*Records provided*:
....
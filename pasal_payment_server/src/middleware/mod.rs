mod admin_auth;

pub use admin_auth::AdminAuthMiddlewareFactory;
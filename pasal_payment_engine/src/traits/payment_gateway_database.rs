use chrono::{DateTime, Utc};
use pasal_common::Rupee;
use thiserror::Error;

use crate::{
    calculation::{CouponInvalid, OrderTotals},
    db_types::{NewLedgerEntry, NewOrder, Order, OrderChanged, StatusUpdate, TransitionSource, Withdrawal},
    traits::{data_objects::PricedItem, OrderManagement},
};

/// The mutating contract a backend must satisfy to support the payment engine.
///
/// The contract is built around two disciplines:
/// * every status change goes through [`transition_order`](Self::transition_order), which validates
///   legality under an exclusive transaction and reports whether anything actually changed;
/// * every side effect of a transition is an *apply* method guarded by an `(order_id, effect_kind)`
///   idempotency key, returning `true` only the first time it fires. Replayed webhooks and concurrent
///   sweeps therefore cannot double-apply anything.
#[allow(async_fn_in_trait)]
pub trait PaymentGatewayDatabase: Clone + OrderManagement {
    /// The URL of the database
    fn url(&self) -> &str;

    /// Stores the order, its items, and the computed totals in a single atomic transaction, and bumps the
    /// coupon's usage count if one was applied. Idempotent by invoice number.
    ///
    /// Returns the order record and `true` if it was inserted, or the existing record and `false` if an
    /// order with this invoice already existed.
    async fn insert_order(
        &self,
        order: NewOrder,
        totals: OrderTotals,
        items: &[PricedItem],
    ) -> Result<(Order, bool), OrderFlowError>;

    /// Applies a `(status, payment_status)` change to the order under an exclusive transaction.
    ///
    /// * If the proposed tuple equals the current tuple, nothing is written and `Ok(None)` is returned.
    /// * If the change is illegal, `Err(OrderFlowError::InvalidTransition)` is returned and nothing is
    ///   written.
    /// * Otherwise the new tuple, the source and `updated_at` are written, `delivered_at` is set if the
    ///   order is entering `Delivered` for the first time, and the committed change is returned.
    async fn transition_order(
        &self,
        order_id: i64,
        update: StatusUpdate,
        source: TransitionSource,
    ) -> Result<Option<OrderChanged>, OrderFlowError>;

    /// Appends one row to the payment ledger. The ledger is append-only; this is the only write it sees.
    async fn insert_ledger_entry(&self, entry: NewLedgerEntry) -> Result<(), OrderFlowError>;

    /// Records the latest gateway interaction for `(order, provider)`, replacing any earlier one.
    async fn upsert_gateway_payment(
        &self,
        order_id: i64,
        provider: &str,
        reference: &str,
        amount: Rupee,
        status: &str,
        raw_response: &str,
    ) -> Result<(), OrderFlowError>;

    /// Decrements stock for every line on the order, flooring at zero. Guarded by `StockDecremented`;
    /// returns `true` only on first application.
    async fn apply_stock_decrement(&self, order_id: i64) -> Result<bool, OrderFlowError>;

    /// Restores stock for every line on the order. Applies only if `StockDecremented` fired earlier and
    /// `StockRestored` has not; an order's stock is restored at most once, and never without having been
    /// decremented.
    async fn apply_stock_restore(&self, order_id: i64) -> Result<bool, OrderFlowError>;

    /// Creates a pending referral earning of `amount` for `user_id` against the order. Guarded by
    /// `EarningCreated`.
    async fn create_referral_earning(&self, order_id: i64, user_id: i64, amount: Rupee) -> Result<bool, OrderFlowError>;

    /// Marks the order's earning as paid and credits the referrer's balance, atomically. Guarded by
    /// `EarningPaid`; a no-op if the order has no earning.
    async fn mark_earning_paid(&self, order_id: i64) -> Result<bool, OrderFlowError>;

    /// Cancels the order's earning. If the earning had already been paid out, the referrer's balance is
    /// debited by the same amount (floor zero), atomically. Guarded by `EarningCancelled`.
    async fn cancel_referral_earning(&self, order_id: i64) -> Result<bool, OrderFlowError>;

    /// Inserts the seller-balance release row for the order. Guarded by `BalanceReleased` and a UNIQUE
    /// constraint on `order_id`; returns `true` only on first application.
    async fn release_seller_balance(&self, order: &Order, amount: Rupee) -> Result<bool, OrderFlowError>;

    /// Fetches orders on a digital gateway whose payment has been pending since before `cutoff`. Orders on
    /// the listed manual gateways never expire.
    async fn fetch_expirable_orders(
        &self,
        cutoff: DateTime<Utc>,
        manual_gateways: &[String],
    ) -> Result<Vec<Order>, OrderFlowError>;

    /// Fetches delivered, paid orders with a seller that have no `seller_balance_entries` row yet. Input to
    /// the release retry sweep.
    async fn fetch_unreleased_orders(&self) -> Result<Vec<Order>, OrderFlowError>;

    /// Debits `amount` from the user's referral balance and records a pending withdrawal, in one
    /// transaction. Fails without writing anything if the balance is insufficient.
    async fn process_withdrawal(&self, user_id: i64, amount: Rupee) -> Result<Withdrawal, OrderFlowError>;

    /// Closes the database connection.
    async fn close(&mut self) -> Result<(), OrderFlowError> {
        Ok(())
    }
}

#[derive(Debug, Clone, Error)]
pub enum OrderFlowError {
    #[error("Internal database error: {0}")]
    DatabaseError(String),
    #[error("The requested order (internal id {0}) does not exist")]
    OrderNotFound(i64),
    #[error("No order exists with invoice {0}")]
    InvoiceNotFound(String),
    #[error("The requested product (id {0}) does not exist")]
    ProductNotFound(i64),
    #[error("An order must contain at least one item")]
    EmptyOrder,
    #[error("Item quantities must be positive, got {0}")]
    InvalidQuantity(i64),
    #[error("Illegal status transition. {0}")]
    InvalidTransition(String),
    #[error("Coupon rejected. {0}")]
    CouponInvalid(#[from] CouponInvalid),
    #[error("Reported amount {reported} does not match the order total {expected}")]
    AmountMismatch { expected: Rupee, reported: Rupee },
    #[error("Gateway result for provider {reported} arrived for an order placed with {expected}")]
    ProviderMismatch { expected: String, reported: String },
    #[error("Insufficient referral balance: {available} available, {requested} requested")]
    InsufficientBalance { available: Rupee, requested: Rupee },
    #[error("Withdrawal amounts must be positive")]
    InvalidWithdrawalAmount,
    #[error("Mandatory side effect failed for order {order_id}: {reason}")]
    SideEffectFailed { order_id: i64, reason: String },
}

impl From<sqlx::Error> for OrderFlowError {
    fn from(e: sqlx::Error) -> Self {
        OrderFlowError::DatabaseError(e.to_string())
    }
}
....
*Instructions to follow*: Using the listing above, print every entry exactly.

*Written reply*:
filename pasal_payment_server/src/middleware/mod.rs
mod admin_auth;

pub use admin_auth::AdminAuthMiddlewareFactory;
filename pasal_payment_engine/src/traits/payment_gateway_database.rs
use chrono::{DateTime, Utc};
use pasal_common::Rupee;
use thiserror::Error;

use crate::{
    calculation::{CouponInvalid, OrderTotals},
    db_types::{NewLedgerEntry, NewOrder, Order, OrderChanged, StatusUpdate, TransitionSource, Withdrawal},
    traits::{data_objects::PricedItem, OrderManagement},
};

/// The mutating contract a backend must satisfy to support the payment engine.
///
/// The contract is built around two disciplines:
/// * every status change goes through [`transition_order`](Self::transition_order), which validates
///   legality under an exclusive transaction and reports whether anything actually changed;
/// * every side effect of a transition is an *apply* method guarded by an `(order_id, effect_kind)`
///   idempotency key, returning `true` only the first time it fires. Replayed webhooks and concurrent
///   sweeps therefore cannot double-apply anything.
#[allow(async_fn_in_trait)]
pub trait PaymentGatewayDatabase: Clone + OrderManagement {
    /// The URL of the database
    fn url(&self) -> &str;

    /// Stores the order, its items, and the computed totals in a single atomic transaction, and bumps the
    /// coupon's usage count if one was applied. Idempotent by invoice number.
    ///
    /// Returns the order record and `true` if it was inserted, or the existing record and `false` if an
    /// order with this invoice already existed.
    async fn insert_order(
        &self,
        order: NewOrder,
        totals: OrderTotals,
        items: &[PricedItem],
    ) -> Result<(Order, bool), OrderFlowError>;

    /// Applies a `(status, payment_status)` change to the order under an exclusive transaction.
    ///
    /// * If the proposed tuple equals the current tuple, nothing is written and `Ok(None)` is returned.
    /// * If the change is illegal, `Err(OrderFlowError::InvalidTransition)` is returned and nothing is
    ///   written.
    /// * Otherwise the new tuple, the source and `updated_at` are written, `delivered_at` is set if the
    ///   order is entering `Delivered` for the first time, and the committed change is returned.
    async fn transition_order(
        &self,
        order_id: i64,
        update: StatusUpdate,
        source: TransitionSource,
    ) -> Result<Option<OrderChanged>, OrderFlowError>;

    /// Appends one row to the payment ledger. The ledger is append-only; this is the only write it sees.
    async fn insert_ledger_entry(&self, entry: NewLedgerEntry) -> Result<(), OrderFlowError>;

    /// Records the latest gateway interaction for `(order, provider)`, replacing any earlier one.
    async fn upsert_gateway_payment(
        &self,
        order_id: i64,
        provider: &str,
        reference: &str,
        amount: Rupee,
        status: &str,
        raw_response: &str,
    ) -> Result<(), OrderFlowError>;

    /// Decrements stock for every line on the order, flooring at zero. Guarded by `StockDecremented`;
    /// returns `true` only on first application.
    async fn apply_stock_decrement(&self, order_id: i64) -> Result<bool, OrderFlowError>;

    /// Restores stock for every line on the order. Applies only if `StockDecremented` fired earlier and
    /// `StockRestored` has not; an order's stock is restored at most once, and never without having been
    /// decremented.
    async fn apply_stock_restore(&self, order_id: i64) -> Result<bool, OrderFlowError>;

    /// Creates a pending referral earning of `amount` for `user_id` against the order. Guarded by
    /// `EarningCreated`.
    async fn create_referral_earning(&self, order_id: i64, user_id: i64, amount: Rupee) -> Result<bool, OrderFlowError>;

    /// Marks the order's earning as paid and credits the referrer's balance, atomically. Guarded by
    /// `EarningPaid`; a no-op if the order has no earning.
    async fn mark_earning_paid(&self, order_id: i64) -> Result<bool, OrderFlowError>;

    /// Cancels the order's earning. If the earning had already been paid out, the referrer's balance is
    /// debited by the same amount (floor zero), atomically. Guarded by `EarningCancelled`.
    async fn cancel_referral_earning(&self, order_id: i64) -> Result<bool, OrderFlowError>;

    /// Inserts the seller-balance release row for the order. Guarded by `BalanceReleased` and a UNIQUE
    /// constraint on `order_id`; returns `true` only on first application.
    async fn release_seller_balance(&self, order: &Order, amount: Rupee) -> Result<bool, OrderFlowError>;

    /// Fetches orders on a digital gateway whose payment has been pending since before `cutoff`. Orders on
    /// the listed manual gateways never expire.
    async fn fetch_expirable_orders(
        &self,
        cutoff: DateTime<Utc>,
        manual_gateways: &[String],
    ) -> Result<Vec<Order>, OrderFlowError>;

    /// Fetches delivered, paid orders with a seller that have no `seller_balance_entries` row yet. Input to
    /// the release retry sweep.
    async fn fetch_unreleased_orders(&self) -> Result<Vec<Order>, OrderFlowError>;

    /// Debits `amount` from the user's referral balance and records a pending withdrawal, in one
    /// transaction. Fails without writing anything if the balance is insufficient.
    async fn process_withdrawal(&self, user_id: i64, amount: Rupee) -> Result<Withdrawal, OrderFlowError>;

    /// Closes the database connection.
    async fn close(&mut self) -> Result<(), OrderFlowError> {
        Ok(())
    }
}

#[derive(Debug, Clone, Error)]
pub enum OrderFlowError {
    #[error("Internal database error: {0}")]
    DatabaseError(String),
    #[error("The requested order (internal id {0}) does not exist")]
    OrderNotFound(i64),
    #[error("No order exists with invoice {0}")]
    InvoiceNotFound(String),
    #[error("The requested product (id {0}) does not exist")]
    ProductNotFound(i64),
    #[error("An order must contain at least one item")]
    EmptyOrder,
    #[error("Item quantities must be positive, got {0}")]
    InvalidQuantity(i64),
    #[error("Illegal status transition. {0}")]
    InvalidTransition(String),
    #[error("Coupon rejected. {0}")]
    CouponInvalid(#[from] CouponInvalid),
    #[error("Reported amount {reported} does not match the order total {expected}")]
    AmountMismatch { expected: Rupee, reported: Rupee },
    #[error("Gateway result for provider {reported} arrived for an order placed with {expected}")]
    ProviderMismatch { expected: String, reported: String },
    #[error("Insufficient referral balance: {available} available, {requested} requested")]
    InsufficientBalance { available: Rupee, requested: Rupee },
    #[error("Withdrawal amounts must be positive")]
    InvalidWithdrawalAmount,
    #[error("Mandatory side effect failed for order {order_id}: {reason}")]
    SideEffectFailed { order_id: i64, reason: String },
}

impl From<sqlx::Error> for OrderFlowError {
    fn from(e: sqlx::Error) -> Self {
        OrderFlowError::DatabaseError(e.to_string())
    }
}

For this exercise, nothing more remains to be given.